WHAT IS EXPECTED :: Whenever the word "struct" appears in a line of the data below, copy that line.

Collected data
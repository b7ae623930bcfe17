//! Maps an inbound notification to the screen it should open.

use serde::{Deserialize, Serialize};

use crate::event::{NotificationAction, NotificationEvent};
use crate::model::{
    AlertLocation, BookingId, ChatSessionId, EmergencyId, PaymentId, UserId, VideoCallId,
};

#[derive(Debug, Clone, PartialEq, Serialize, Deserialize)]
#[serde(tag = "screen", rename_all = "snake_case")]
pub enum NavigationIntent {
    Chat {
        chat_session_id: ChatSessionId,
    },
    VideoCall {
        video_call_id: VideoCallId,
    },
    BookingDetail {
        booking_id: BookingId,
    },
    /// At least one of the two ids is always set.
    Emergency {
        emergency_id: Option<EmergencyId>,
        care_recipient_id: Option<UserId>,
        location: Option<AlertLocation>,
    },
    Payment {
        payment_id: PaymentId,
    },
    NotificationsList,
}

impl NavigationIntent {
    #[must_use]
    pub const fn is_detail(&self) -> bool {
        !matches!(self, Self::NotificationsList)
    }
}

/// Total and side-effect free. A rule whose id is missing falls through to
/// the notifications list rather than opening an empty detail screen.
#[must_use]
pub fn route(event: &NotificationEvent) -> NavigationIntent {
    let intent = match &event.action {
        NotificationAction::OpenChat => event
            .chat_session_id()
            .map(|chat_session_id| NavigationIntent::Chat { chat_session_id }),
        NotificationAction::ViewVideoCall | NotificationAction::JoinCall => event
            .video_call_id()
            .map(|video_call_id| NavigationIntent::VideoCall { video_call_id }),
        NotificationAction::ViewBooking => event
            .booking_id()
            .map(|booking_id| NavigationIntent::BookingDetail { booking_id }),
        NotificationAction::ViewEmergency => {
            let emergency_id = event.emergency_id();
            let care_recipient_id = event.care_recipient_id();
            (emergency_id.is_some() || care_recipient_id.is_some()).then(|| {
                NavigationIntent::Emergency {
                    emergency_id,
                    care_recipient_id,
                    location: event.location(),
                }
            })
        }
        NotificationAction::ViewPayment => event
            .payment_id()
            .map(|payment_id| NavigationIntent::Payment { payment_id }),
        NotificationAction::Unrecognized(_) | NotificationAction::None => None,
    };
    intent.unwrap_or(NavigationIntent::NotificationsList)
}
//! Composition root handed to the native shell.
//!
//! One `CareApp` per signed-in party. It owns that party's emergency
//! coordinator and booking manager, shares a single transport between them,
//! and exposes the push-delivery callback.

use serde::Serialize;
use serde_json::Value;
use std::sync::Arc;
use thiserror::Error;
use tracing::{debug, info, instrument};

use crate::booking::{BookingConfigError, BookingFlowConfig, BookingFlowManager};
use crate::capabilities::{
    Capabilities, Delivery, GeolocationProvider, NotificationHandlerConfig, NotificationPresentation,
    PushChannel, PushConfigError,
};
use crate::emergency::{
    CoordinatorConfig, CoordinatorConfigError, EmergencyCoordinator, EmergencyError, PushHandling,
    TriggerReport,
};
use crate::event::{NotificationEvent, NotificationType};
use crate::model::{AlertLocation, EmergencyAlert, EmergencyId, NotificationId, Role, UserId};
use crate::router::{route, NavigationIntent};
use crate::transport::{
    AlertTransport, BookingTransport, HttpTransport, NotificationTransport, TransportConfig,
    TransportConfigError,
};
use crate::{AppError, ErrorKind};

#[derive(Debug, Clone, Error, PartialEq, Eq)]
pub enum AppConfigError {
    #[error("transport: {0}")]
    Transport(#[from] TransportConfigError),
    #[error("coordinator: {0}")]
    Coordinator(#[from] CoordinatorConfigError),
    #[error("booking: {0}")]
    Booking(#[from] BookingConfigError),
    #[error("notifications: {0}")]
    Notifications(#[from] PushConfigError),
}

impl From<AppConfigError> for AppError {
    fn from(e: AppConfigError) -> Self {
        AppError::new(ErrorKind::Validation, e.to_string())
    }
}

/// Everything the core needs at init. Built by the shell and passed in
/// explicitly; nothing is configured through globals.
#[derive(Debug, Default)]
pub struct AppConfig {
    pub transport: TransportConfig,
    pub coordinator: CoordinatorConfig,
    pub booking: BookingFlowConfig,
    pub notifications: NotificationHandlerConfig,
}

impl AppConfig {
    pub fn validate(&self) -> Result<(), AppConfigError> {
        self.transport.validate()?;
        self.validate_components()
    }

    fn validate_components(&self) -> Result<(), AppConfigError> {
        self.coordinator.validate()?;
        self.booking.validate()?;
        self.notifications.validate()?;
        Ok(())
    }
}

/// What the shell should do with one inbound push.
#[derive(Debug, Clone, PartialEq, Serialize)]
pub struct PushOutcome {
    pub intent: NavigationIntent,
    pub presentation: NotificationPresentation,
    /// Re-delivery of a push already seen; navigation still applies.
    pub duplicate: bool,
}

pub struct CareApp<T = HttpTransport> {
    role: Role,
    user: UserId,
    emergency: Arc<EmergencyCoordinator<T>>,
    bookings: Arc<BookingFlowManager<T>>,
    notifications: NotificationHandlerConfig,
    push: PushChannel,
}

impl CareApp<HttpTransport> {
    /// Validates `config` and wires the components over the shell's
    /// capabilities.
    #[instrument(skip_all, fields(role = %role, user = %user))]
    pub fn init(
        config: AppConfig,
        caps: Capabilities,
        role: Role,
        user: UserId,
    ) -> Result<Self, AppError> {
        config.validate()?;
        let AppConfig {
            transport,
            coordinator,
            booking,
            notifications,
        } = config;
        let transport = HttpTransport::new(caps.http, transport).map_err(AppConfigError::from)?;
        Self::with_transport(
            role,
            user,
            coordinator,
            booking,
            notifications,
            Arc::new(transport),
            caps.location,
        )
    }
}

impl<T> CareApp<T>
where
    T: AlertTransport + NotificationTransport + BookingTransport + 'static,
{
    /// Wires the components over an already-built transport.
    pub fn with_transport(
        role: Role,
        user: UserId,
        coordinator: CoordinatorConfig,
        booking: BookingFlowConfig,
        notifications: NotificationHandlerConfig,
        transport: Arc<T>,
        location: Arc<dyn GeolocationProvider>,
    ) -> Result<Self, AppError> {
        notifications.validate().map_err(AppConfigError::from)?;
        let emergency = EmergencyCoordinator::new(role, coordinator, transport.clone(), location)
            .map_err(AppConfigError::from)?;
        let bookings =
            BookingFlowManager::new(role, booking, transport).map_err(AppConfigError::from)?;
        let push = PushChannel::new(notifications.dedup_capacity);
        info!(%role, user = %user, "care app initialised");
        Ok(Self {
            role,
            user,
            emergency: Arc::new(emergency),
            bookings: Arc::new(bookings),
            notifications,
            push,
        })
    }

    pub fn role(&self) -> Role {
        self.role
    }

    pub fn user(&self) -> &UserId {
        &self.user
    }

    pub fn emergency(&self) -> &Arc<EmergencyCoordinator<T>> {
        &self.emergency
    }

    pub fn bookings(&self) -> &Arc<BookingFlowManager<T>> {
        &self.bookings
    }

    fn emergency_error(&self, e: &EmergencyError) -> AppError {
        e.to_app_error(self.emergency.config().fallback_phone.as_deref())
    }

    /// Raises an alert and keeps it reconciled until resolved.
    pub async fn trigger_emergency(
        &self,
        location: Option<AlertLocation>,
    ) -> Result<TriggerReport, AppError> {
        let report = self
            .emergency
            .trigger(location)
            .await
            .map_err(|e| self.emergency_error(&e))?;
        self.emergency.start_polling();
        Ok(report)
    }

    /// Caregiver opens an alert they were notified about.
    pub async fn open_emergency(
        &self,
        id: EmergencyId,
        notification: Option<NotificationId>,
    ) -> Result<EmergencyAlert, AppError> {
        let alert = self
            .emergency
            .open_alert(id, notification)
            .await
            .map_err(|e| self.emergency_error(&e))?;
        if alert.is_open() {
            self.emergency.start_polling();
        }
        Ok(alert)
    }

    pub async fn acknowledge_emergency(&self) -> Result<EmergencyAlert, AppError> {
        self.emergency
            .acknowledge()
            .await
            .map_err(|e| self.emergency_error(&e))
    }

    pub async fn resolve_emergency(&self) -> Result<EmergencyAlert, AppError> {
        self.emergency
            .resolve()
            .await
            .map_err(|e| self.emergency_error(&e))
    }

    /// Push-delivery callback. Safe with no local alert or booking held:
    /// routing never depends on local state.
    #[instrument(skip_all, fields(kind = %kind))]
    pub async fn on_push(
        &self,
        kind: &str,
        action: Option<&str>,
        data: Value,
        notification_id: Option<NotificationId>,
    ) -> PushOutcome {
        let event = NotificationEvent::from_parts(kind, action, data, notification_id);
        let delivery = self.push.observe(&event);
        let intent = route(&event);
        let presentation = self.notifications.presentation_for(&event);

        match event.kind {
            NotificationType::Emergency => {
                let handled = self.emergency.handle_push(&event, delivery).await;
                if let PushHandling::Reconciled(outcome) = handled {
                    debug!(?outcome, "emergency push reconciled");
                }
            }
            NotificationType::Booking => {
                self.bookings.handle_push(&event, delivery).await;
            }
            _ => {}
        }

        PushOutcome {
            intent,
            presentation,
            duplicate: delivery == Delivery::Duplicate,
        }
    }

    /// Stops every poller and fences late results. Call when the owning
    /// screen goes away.
    pub fn teardown(&self) {
        self.emergency.teardown();
        self.bookings.teardown();
        self.push.forget_all();
    }
}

TASK RESPONSE ::
pub struct AppConfig {
pub struct PushOutcome {
pub struct CareApp<T = HttpTransport> {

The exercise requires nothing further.